# What is required
Filter the records below for the word "seat". Keep each line that has it.

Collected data
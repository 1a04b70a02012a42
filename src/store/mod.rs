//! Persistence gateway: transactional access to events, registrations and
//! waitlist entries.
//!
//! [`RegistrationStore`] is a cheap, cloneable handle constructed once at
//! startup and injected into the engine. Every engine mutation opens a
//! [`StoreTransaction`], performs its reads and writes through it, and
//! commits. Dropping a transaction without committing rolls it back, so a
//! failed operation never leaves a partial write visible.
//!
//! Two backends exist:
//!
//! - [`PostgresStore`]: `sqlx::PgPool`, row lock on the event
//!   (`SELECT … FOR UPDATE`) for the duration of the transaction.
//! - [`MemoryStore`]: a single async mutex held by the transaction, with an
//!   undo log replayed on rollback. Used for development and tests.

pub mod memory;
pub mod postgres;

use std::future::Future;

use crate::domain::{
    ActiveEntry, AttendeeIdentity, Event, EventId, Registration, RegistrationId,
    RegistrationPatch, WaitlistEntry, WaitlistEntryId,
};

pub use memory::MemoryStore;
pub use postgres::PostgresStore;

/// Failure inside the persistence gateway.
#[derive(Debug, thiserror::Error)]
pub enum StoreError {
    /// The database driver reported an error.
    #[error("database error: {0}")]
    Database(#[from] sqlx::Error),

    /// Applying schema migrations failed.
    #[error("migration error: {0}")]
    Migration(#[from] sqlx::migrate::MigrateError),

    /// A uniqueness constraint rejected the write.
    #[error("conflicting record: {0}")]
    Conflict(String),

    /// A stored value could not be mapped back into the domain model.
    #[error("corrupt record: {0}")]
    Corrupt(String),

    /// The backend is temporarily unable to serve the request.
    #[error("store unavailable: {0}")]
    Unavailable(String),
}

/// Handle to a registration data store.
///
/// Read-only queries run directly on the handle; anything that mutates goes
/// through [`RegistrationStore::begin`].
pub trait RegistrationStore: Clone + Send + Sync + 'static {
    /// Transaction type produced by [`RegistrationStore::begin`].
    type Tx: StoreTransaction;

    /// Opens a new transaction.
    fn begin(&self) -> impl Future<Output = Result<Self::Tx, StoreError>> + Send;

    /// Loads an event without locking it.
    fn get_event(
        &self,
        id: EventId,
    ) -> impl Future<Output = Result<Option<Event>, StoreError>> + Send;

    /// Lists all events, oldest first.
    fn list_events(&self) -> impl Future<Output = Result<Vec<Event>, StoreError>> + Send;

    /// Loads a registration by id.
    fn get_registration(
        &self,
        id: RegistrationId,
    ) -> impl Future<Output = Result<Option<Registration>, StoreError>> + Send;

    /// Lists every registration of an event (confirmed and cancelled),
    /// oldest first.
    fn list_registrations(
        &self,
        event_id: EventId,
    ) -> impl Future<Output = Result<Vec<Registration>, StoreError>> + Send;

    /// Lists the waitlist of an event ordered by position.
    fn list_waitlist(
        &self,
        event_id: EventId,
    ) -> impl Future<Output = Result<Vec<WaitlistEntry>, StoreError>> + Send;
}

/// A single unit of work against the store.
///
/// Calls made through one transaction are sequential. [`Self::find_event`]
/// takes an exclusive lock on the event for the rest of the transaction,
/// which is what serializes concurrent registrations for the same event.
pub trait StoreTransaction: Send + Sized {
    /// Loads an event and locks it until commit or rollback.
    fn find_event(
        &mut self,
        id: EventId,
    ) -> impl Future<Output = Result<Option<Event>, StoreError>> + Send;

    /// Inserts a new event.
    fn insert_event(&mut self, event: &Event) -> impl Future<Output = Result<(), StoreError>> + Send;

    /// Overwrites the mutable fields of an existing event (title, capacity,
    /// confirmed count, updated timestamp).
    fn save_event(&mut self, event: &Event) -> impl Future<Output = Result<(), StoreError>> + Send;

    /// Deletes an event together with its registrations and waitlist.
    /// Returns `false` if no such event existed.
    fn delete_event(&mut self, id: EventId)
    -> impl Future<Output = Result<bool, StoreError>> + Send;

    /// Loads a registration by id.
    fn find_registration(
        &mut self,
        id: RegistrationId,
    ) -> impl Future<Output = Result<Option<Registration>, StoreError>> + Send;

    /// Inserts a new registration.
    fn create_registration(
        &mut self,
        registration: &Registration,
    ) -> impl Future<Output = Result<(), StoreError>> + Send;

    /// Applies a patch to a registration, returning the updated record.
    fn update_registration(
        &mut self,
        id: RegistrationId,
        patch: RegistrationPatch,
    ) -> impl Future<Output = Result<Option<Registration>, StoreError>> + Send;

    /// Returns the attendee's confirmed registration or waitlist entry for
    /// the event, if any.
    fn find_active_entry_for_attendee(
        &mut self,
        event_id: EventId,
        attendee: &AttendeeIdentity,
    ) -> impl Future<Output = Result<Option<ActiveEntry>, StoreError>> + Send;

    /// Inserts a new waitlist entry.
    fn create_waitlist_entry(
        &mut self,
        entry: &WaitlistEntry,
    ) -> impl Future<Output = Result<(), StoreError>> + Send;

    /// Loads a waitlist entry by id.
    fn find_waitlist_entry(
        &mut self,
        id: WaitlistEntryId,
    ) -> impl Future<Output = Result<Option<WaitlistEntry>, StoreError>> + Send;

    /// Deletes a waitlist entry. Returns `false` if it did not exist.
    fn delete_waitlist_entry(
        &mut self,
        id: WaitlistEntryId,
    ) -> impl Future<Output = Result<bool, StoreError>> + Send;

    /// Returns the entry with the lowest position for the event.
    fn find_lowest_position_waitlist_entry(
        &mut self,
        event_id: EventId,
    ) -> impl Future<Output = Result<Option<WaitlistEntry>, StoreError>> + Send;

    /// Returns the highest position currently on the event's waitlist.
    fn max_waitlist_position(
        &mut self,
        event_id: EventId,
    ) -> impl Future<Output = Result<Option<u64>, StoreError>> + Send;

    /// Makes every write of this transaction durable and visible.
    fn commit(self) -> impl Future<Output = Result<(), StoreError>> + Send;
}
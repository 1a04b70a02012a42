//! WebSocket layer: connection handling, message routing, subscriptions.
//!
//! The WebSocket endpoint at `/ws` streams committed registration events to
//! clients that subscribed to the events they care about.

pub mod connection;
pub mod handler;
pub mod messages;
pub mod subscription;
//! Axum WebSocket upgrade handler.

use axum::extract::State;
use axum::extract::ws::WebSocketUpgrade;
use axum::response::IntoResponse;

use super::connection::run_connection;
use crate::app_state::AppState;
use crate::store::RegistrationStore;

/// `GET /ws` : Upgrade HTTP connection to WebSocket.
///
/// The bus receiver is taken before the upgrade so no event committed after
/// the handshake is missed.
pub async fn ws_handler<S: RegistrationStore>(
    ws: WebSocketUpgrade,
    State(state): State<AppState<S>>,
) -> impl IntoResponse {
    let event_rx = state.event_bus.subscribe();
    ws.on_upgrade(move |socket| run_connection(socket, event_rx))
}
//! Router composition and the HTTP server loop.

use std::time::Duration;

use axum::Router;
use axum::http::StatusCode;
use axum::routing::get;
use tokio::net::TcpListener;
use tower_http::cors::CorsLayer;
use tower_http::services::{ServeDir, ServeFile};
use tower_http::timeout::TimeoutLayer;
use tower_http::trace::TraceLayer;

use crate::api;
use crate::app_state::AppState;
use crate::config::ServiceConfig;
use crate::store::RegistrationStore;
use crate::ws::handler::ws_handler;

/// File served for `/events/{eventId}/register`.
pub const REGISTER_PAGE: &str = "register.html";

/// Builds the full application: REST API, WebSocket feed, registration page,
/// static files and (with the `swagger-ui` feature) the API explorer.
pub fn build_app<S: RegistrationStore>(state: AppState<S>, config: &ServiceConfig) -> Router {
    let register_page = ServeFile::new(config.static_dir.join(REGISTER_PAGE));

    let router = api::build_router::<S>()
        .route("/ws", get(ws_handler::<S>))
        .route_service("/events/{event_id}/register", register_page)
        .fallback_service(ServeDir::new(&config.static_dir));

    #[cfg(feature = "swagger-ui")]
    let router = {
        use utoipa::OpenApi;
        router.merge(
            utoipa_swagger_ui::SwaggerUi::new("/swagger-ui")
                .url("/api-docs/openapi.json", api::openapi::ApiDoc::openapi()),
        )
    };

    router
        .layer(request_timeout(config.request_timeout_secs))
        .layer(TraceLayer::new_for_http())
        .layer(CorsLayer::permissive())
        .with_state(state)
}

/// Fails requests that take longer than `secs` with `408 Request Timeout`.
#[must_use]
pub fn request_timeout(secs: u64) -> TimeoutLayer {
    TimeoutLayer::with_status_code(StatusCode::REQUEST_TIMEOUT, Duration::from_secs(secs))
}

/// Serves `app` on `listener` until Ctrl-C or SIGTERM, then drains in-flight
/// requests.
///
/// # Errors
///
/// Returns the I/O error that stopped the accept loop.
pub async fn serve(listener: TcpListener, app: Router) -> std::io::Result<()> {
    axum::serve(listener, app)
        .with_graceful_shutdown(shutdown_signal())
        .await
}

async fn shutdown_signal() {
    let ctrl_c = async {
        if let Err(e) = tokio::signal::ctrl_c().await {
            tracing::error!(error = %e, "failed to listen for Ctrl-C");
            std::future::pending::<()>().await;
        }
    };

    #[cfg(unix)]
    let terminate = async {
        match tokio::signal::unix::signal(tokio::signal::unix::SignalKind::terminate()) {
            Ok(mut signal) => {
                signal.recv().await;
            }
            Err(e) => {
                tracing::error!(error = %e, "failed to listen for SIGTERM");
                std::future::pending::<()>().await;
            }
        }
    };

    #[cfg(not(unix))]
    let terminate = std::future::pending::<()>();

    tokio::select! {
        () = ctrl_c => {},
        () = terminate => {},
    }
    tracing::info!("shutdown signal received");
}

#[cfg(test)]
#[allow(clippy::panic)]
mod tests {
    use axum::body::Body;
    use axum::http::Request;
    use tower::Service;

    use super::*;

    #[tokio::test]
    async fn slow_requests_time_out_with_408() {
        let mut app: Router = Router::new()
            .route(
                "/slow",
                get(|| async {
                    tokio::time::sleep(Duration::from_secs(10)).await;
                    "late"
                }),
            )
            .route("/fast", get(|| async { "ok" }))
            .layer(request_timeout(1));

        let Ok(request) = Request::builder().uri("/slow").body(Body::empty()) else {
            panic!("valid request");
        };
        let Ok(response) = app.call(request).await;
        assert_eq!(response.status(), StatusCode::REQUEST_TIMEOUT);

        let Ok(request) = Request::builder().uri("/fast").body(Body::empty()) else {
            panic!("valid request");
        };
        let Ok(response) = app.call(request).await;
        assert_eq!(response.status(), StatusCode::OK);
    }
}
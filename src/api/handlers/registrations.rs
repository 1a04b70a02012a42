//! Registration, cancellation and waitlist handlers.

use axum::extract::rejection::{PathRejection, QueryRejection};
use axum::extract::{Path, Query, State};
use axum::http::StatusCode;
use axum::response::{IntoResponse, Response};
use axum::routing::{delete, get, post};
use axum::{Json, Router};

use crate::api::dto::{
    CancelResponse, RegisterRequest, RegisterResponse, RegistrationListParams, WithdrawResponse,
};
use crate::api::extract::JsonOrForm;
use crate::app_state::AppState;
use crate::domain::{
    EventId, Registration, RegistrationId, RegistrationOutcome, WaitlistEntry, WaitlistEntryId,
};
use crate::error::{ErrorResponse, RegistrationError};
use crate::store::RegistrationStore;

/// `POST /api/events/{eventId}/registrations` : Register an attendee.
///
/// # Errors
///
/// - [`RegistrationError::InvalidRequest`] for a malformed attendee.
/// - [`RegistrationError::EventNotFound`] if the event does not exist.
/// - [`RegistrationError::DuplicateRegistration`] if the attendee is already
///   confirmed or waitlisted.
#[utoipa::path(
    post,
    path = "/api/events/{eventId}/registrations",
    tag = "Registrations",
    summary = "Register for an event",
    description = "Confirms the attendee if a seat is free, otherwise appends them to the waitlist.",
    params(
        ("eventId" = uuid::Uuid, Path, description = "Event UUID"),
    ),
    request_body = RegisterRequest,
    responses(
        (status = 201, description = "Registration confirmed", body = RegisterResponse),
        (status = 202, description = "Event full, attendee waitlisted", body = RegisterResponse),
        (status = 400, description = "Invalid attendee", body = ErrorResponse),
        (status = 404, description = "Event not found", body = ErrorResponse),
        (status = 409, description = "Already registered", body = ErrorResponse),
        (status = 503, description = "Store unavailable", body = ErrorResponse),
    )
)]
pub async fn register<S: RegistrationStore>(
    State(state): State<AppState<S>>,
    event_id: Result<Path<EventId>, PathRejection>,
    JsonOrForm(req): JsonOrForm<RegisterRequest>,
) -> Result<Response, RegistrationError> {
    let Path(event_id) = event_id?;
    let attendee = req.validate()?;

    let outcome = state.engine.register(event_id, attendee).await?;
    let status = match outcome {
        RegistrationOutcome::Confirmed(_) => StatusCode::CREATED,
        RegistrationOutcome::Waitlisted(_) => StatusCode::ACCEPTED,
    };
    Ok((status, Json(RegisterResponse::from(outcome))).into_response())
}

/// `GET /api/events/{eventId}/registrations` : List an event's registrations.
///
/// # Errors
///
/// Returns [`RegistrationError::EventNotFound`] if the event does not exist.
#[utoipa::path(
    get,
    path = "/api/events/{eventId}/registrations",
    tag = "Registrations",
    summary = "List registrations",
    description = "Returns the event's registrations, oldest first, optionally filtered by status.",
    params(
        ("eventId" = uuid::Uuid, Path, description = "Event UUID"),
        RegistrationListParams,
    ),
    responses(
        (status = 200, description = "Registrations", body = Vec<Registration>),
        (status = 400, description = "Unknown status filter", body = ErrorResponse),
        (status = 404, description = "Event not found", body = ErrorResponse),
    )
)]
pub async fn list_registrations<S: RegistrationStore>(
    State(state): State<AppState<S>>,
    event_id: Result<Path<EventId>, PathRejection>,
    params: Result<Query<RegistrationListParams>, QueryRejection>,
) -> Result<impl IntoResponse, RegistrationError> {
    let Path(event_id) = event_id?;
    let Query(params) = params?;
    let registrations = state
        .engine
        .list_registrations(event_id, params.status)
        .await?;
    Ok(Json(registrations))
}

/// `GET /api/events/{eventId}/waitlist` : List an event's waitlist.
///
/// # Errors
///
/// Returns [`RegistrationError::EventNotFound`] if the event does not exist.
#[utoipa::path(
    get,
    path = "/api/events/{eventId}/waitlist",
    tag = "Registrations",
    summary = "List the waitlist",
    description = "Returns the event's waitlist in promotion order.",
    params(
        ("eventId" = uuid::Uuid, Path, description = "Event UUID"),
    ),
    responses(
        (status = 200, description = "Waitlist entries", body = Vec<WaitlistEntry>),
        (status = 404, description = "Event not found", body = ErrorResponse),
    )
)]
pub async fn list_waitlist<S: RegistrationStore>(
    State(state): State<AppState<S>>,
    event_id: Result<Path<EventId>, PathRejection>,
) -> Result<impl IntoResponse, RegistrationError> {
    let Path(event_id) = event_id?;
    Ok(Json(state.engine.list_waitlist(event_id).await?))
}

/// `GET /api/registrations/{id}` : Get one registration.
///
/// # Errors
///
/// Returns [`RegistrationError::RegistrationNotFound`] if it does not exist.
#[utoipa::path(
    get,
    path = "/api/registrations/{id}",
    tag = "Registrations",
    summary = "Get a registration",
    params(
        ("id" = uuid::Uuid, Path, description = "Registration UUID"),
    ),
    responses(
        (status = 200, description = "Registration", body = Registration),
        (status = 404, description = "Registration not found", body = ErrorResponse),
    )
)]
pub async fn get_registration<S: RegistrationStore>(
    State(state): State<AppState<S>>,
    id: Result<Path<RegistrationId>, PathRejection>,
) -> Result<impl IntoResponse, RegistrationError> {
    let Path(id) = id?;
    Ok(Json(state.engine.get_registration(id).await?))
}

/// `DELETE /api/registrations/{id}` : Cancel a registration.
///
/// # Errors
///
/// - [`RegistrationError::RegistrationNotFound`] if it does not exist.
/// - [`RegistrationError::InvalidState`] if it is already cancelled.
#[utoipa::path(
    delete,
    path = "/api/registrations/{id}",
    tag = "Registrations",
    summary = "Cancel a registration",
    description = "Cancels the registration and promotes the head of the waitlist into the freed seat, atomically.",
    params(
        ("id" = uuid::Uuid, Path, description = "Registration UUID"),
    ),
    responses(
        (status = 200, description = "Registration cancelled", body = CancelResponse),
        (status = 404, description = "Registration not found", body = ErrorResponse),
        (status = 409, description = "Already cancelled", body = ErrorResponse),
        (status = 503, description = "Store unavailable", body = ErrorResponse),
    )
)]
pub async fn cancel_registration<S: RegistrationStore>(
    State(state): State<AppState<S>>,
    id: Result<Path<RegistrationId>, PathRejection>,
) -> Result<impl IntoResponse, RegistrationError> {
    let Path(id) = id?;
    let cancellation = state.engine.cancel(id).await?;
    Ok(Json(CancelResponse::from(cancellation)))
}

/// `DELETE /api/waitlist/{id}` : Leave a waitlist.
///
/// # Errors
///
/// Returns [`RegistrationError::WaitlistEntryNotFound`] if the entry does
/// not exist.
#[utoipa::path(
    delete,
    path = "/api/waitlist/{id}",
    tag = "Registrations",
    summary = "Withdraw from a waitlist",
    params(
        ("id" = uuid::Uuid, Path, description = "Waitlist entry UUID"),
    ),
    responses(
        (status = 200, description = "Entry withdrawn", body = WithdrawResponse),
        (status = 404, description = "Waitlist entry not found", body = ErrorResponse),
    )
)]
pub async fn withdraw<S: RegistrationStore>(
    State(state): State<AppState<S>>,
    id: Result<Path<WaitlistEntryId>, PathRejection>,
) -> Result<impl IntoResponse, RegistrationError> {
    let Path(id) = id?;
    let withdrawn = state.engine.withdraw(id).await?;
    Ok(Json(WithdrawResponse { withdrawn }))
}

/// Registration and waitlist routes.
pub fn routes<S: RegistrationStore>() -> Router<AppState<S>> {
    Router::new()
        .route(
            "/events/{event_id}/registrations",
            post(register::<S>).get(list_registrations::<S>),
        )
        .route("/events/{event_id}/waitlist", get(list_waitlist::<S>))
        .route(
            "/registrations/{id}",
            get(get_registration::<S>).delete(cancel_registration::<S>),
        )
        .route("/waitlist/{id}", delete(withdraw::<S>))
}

# Answer box
    description = "Confirms the attendee if a seat is free, otherwise appends them to the waitlist.",
    description = "Cancels the registration and promotes the head of the waitlist into the freed seat, atomically.",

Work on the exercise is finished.